“By participating in the Focus Program, I learned how to be a stronger candidate for graduate school,” said Camilla Johnson, a Virginia Tech undergraduate. “I am thankful for this program because it gave me more confidence to pursue a Ph.D. in materials science and engineering.”
For 27 years, Georgia Tech’s Focus Program has brought high-achieving students from diverse backgrounds to campus. The annual graduate recruitment weekend is held during the observance and celebration of the Martin Luther King Jr. national holiday.
This month, 192 underrepresented minority students and postdocs attended, representing 81 colleges and universities from 32 states and four countries.
“Our Latinx applications to the Focus Program increased this year, and our attendance of Focus Scholars from Puerto Rico almost doubled compared to 2017,” said Sybrina Atwaters, assistant director for outreach initiatives at OMED: Educational Services, a unit of Institute Diversity’s Center for Student Diversity and Inclusion.

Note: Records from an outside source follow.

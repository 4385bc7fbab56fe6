//! Broker payloads and errors.

use std::fmt;

use serde::{Deserialize, Serialize};
use thiserror::Error;

/// A request submitted to the broker.
#[derive(Debug, Clone, PartialEq, Eq, Serialize, Deserialize)]
pub struct BrokerRequestPayload {
    pub action: String,
    #[serde(default)]
    pub auth: AuthPayload,
}

/// Credentials carried by an `auth` action.
#[derive(Clone, Default, PartialEq, Eq, Serialize, Deserialize)]
pub struct AuthPayload {
    pub email: String,
    pub password: String,
}

impl fmt::Debug for AuthPayload {
    fn fmt(&self, f: &mut fmt::Formatter<'_>) -> fmt::Result {
        f.debug_struct("AuthPayload")
            .field("email", &self.email)
            .field("password", &"<redacted>")
            .finish()
    }
}

/// Data returned for an accepted action. Never carries the password.
#[derive(Debug, Clone, PartialEq, Eq, Serialize, Deserialize)]
pub struct Accepted {
    pub action: String,
    pub email: String,
}

/// Why the broker refused a well-formed request.
#[derive(Debug, Clone, PartialEq, Eq, Error)]
pub enum BrokerError {
    #[error("unknown action \"{0}\"")]
    UnknownAction(String),

    #[error("auth action requires an email")]
    MissingEmail,
}
//! Shared utilities for integration tests.

use std::net::SocketAddr;
use std::time::Duration;

use json_comms::{HttpServer, ServiceConfig, Shutdown};
use tokio::net::TcpListener;

/// Start the service on an ephemeral port and return its address.
#[allow(dead_code)]
pub async fn start_server(config: ServiceConfig, shutdown: &Shutdown) -> SocketAddr {
    let listener = TcpListener::bind("127.0.0.1:0").await.unwrap();
    let addr = listener.local_addr().unwrap();
    let server = HttpServer::new(config);
    let server_shutdown = shutdown.subscribe();

    tokio::spawn(async move {
        let _ = server.run(listener, server_shutdown).await;
    });

    tokio::time::sleep(Duration::from_millis(100)).await;
    addr
}

/// Config with a small JSON ceiling so limits are easy to hit.
#[allow(dead_code)]
pub fn small_limit_config(max_json_size: usize) -> ServiceConfig {
    let mut config = ServiceConfig::default();
    config.json.max_json_size = max_json_size;
    config
}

The three-day program includes opening and closing dinners; President’s Dinner; campus tours; department and lab visits; and panel discussions on graduate admissions, fellowships, scholarships, mentoring, and student and alumni experiences.
S. Gordon Moore Jr., the Center’s executive director, told Focus Program participants during the President’s Dinner, “Georgia Tech seeks excellence. You are not here as an underrepresented minority; you are here because you are one of the best students in the country.”
Approximately 47 percent of the 2018 Focus Program participants, who will graduate this May, have applied to graduate programs at Georgia Tech, and 37 percent received application fee waivers. Compared to last year, participant applications to Georgia Tech’s graduate programs have increased 17 percent.
“You have to believe in yourself. The Focus Program helped everyone believe that we could earn graduate degrees,” remarked Gabriela Lopez, an undergraduate student at New York University.
Since its inception, more than 3,000 students from a wide array of colleges and universities have participated in the program. Some 300 former Focus Scholars are among the Georgia Tech alumni who have earned master’s and doctoral degrees. Focus Scholars is a component of the program designed to inform juniors and seniors about the benefits of earning an advanced degree. Additionally, numerous Focus Fellows are members of Georgia Tech’s engineering faculty. Focus Fellows encourages diverse doctoral students to consider an academic career.
“The program’s level of success is due to the support of the Institute’s administration, faculty, staff, and students – with generous support from corporate sponsors like Intel,” added Atwaters.
Currently, Georgia Tech awards more doctoral degrees in engineering to all racial/ethnic minority students,1 and more undergraduate degrees in engineering to women,2 than any other school.